演者 北本 博規(神戸市立医療センター中央市民病院 消化器内科)
共同演者 福島 政司(神戸市立医療センター中央市民病院 消化器内科), 細谷 和也(神戸市立医療センター中央市民病院 消化器内科), 南出 竜典(神戸市立医療センター中央市民病院 消化器内科), 小川 智(神戸市立医療センター中央市民病院 消化器内科), 高島 健司(神戸市立医療センター中央市民病院 消化器内科), 和田 将弥(神戸市立医療センター中央市民病院 消化器内科), 占野 尚人(神戸市立医療センター中央市民病院 消化器内科), 井上 聡子(神戸市立医療センター中央市民病院 消化器内科), 鄭 浩柄(神戸市立医療センター中央市民病院 消化器内科), 藤田 幹夫(神戸市立医療センター中央市民病院 消化器内科), 杉之下 与志樹(神戸市立医療センター中央市民病院 消化器内科), 岡田 明彦(神戸市立医療センター中央市民病院 消化器内科), 猪熊 哲朗(神戸市立医療センター中央市民病院 消化器内科), 今井 幸弘(神戸市立医療センター中央市民病院 臨床病理科)

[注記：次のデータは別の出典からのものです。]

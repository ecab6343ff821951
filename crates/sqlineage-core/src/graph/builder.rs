//! Graph builder - per-run construction context for a LineageGraph

use indexmap::{IndexMap, IndexSet};

use crate::entity::{EntityKind, EntityName};
use crate::graph::{LineageGraph, Node};

/// Accumulates entities and edges, then freezes them into a [`LineageGraph`].
///
/// Node and edge sets are unions, so the final graph does not depend on the
/// order definitions arrive in; only the per-entity lists keep first-seen
/// order.
#[derive(Debug, Default)]
pub struct GraphBuilder {
    entities: IndexMap<String, (EntityName, EntityKind)>,
    /// (upstream key, downstream key)
    edges: IndexSet<(String, String)>,
    defined: IndexSet<String>,
}

impl GraphBuilder {
    pub fn new() -> Self {
        Self::default()
    }

    /// Add an entity as a source node if absent
    pub fn add_entity(&mut self, name: &EntityName) {
        if !self.entities.contains_key(name.key()) {
            self.entities
                .insert(name.key().to_string(), (name.clone(), EntityKind::Source));
        }
    }

    /// Add an edge `upstream -> downstream`, adding missing endpoints
    pub fn add_edge(&mut self, upstream: &EntityName, downstream: &EntityName) {
        self.add_entity(upstream);
        self.add_entity(downstream);
        self.edges
            .insert((upstream.key().to_string(), downstream.key().to_string()));
    }

    /// Record that `name` is defined as `kind` and reads from `upstream`.
    ///
    /// Returns `false` if `name` was already defined; the upstream sets of
    /// both definitions are merged.
    pub fn define<'n>(
        &mut self,
        name: &EntityName,
        kind: EntityKind,
        upstream: impl IntoIterator<Item = &'n EntityName>,
    ) -> bool {
        self.add_entity(name);
        if let Some((_, existing)) = self.entities.get_mut(name.key()) {
            *existing = kind;
        }
        let first = self.defined.insert(name.key().to_string());

        for source in upstream {
            self.add_edge(source, name);
        }
        first
    }

    /// Freeze into an immutable graph with upstream and downstream lists
    pub fn build(self) -> LineageGraph {
        let mut nodes: IndexMap<String, Node> = self
            .entities
            .into_iter()
            .map(|(key, (name, kind))| {
                let node = Node {
                    name,
                    kind,
                    upstream: IndexSet::new(),
                    downstream: IndexSet::new(),
                };
                (key, node)
            })
            .collect();

        for (upstream, downstream) in self.edges {
            if let Some(node) = nodes.get_mut(&upstream) {
                node.downstream.insert(downstream.clone());
            }
            if let Some(node) = nodes.get_mut(&downstream) {
                node.upstream.insert(upstream);
            }
        }

        LineageGraph { nodes }
    }
}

抄録 症例は30歳男性。2012年9月より間欠的腹痛を認めるようになり、近医を受診。腹部CT検査にて腸重積が疑われ、精査加療目的に同日当院へ搬送された。明らかな腸管虚血の所見を認めず、内視鏡的整復術を施行。回盲部に嚢胞性病変を認め、これが先進部となっていた。整復後は再発なく、後日腹部CT検査・下部内視鏡検査を再検したところ、回盲部の嚢胞性病変は消失し一過性の病態であったものと考えられた。しかし、CT検査で骨盤内小腸壁に腫瘤を認め、カプセル小腸内視鏡で精査を行ったところ、回腸にSMT様隆起があり、回腸下部から盲腸部まで断続的に多数の隆起性病変も認めた。11月に経肛門的ダブルバルーン内視鏡検査施行し、回腸中部に15mm大のSMTを認め点墨施行、回腸下部に多発する小隆起を組織生検しbenign lymphoid polyposisと診断した。また、検査時に回盲部の通過に難渋し、透視像から遊離盲腸が疑われた。小腸SMT・遊離盲腸治療目的に腹腔鏡下小腸部分切除術+盲腸固定術+虫垂切除術施行し、小腸SMTは異所性膵と診断された。成人腸重積症は比較的まれな疾患であり、小児腸重積の約90%が特発性であるのに対して、成人腸重積症の約90%は器質的疾患を背景としており、特発性の頻度はきわめてまれであるとされている。このため成人腸重積症の治療は外科的治療が第一選択とされているが、質的診断を正確に行うことで特発性成人腸重積症に対する過大侵襲を避けることができる。当院では過去6年間に本例を含めて5例の特発性成人腸重積の経験があり、自験例の特徴と文献から特発性成人腸重積症に若干の考察を加えて報告する。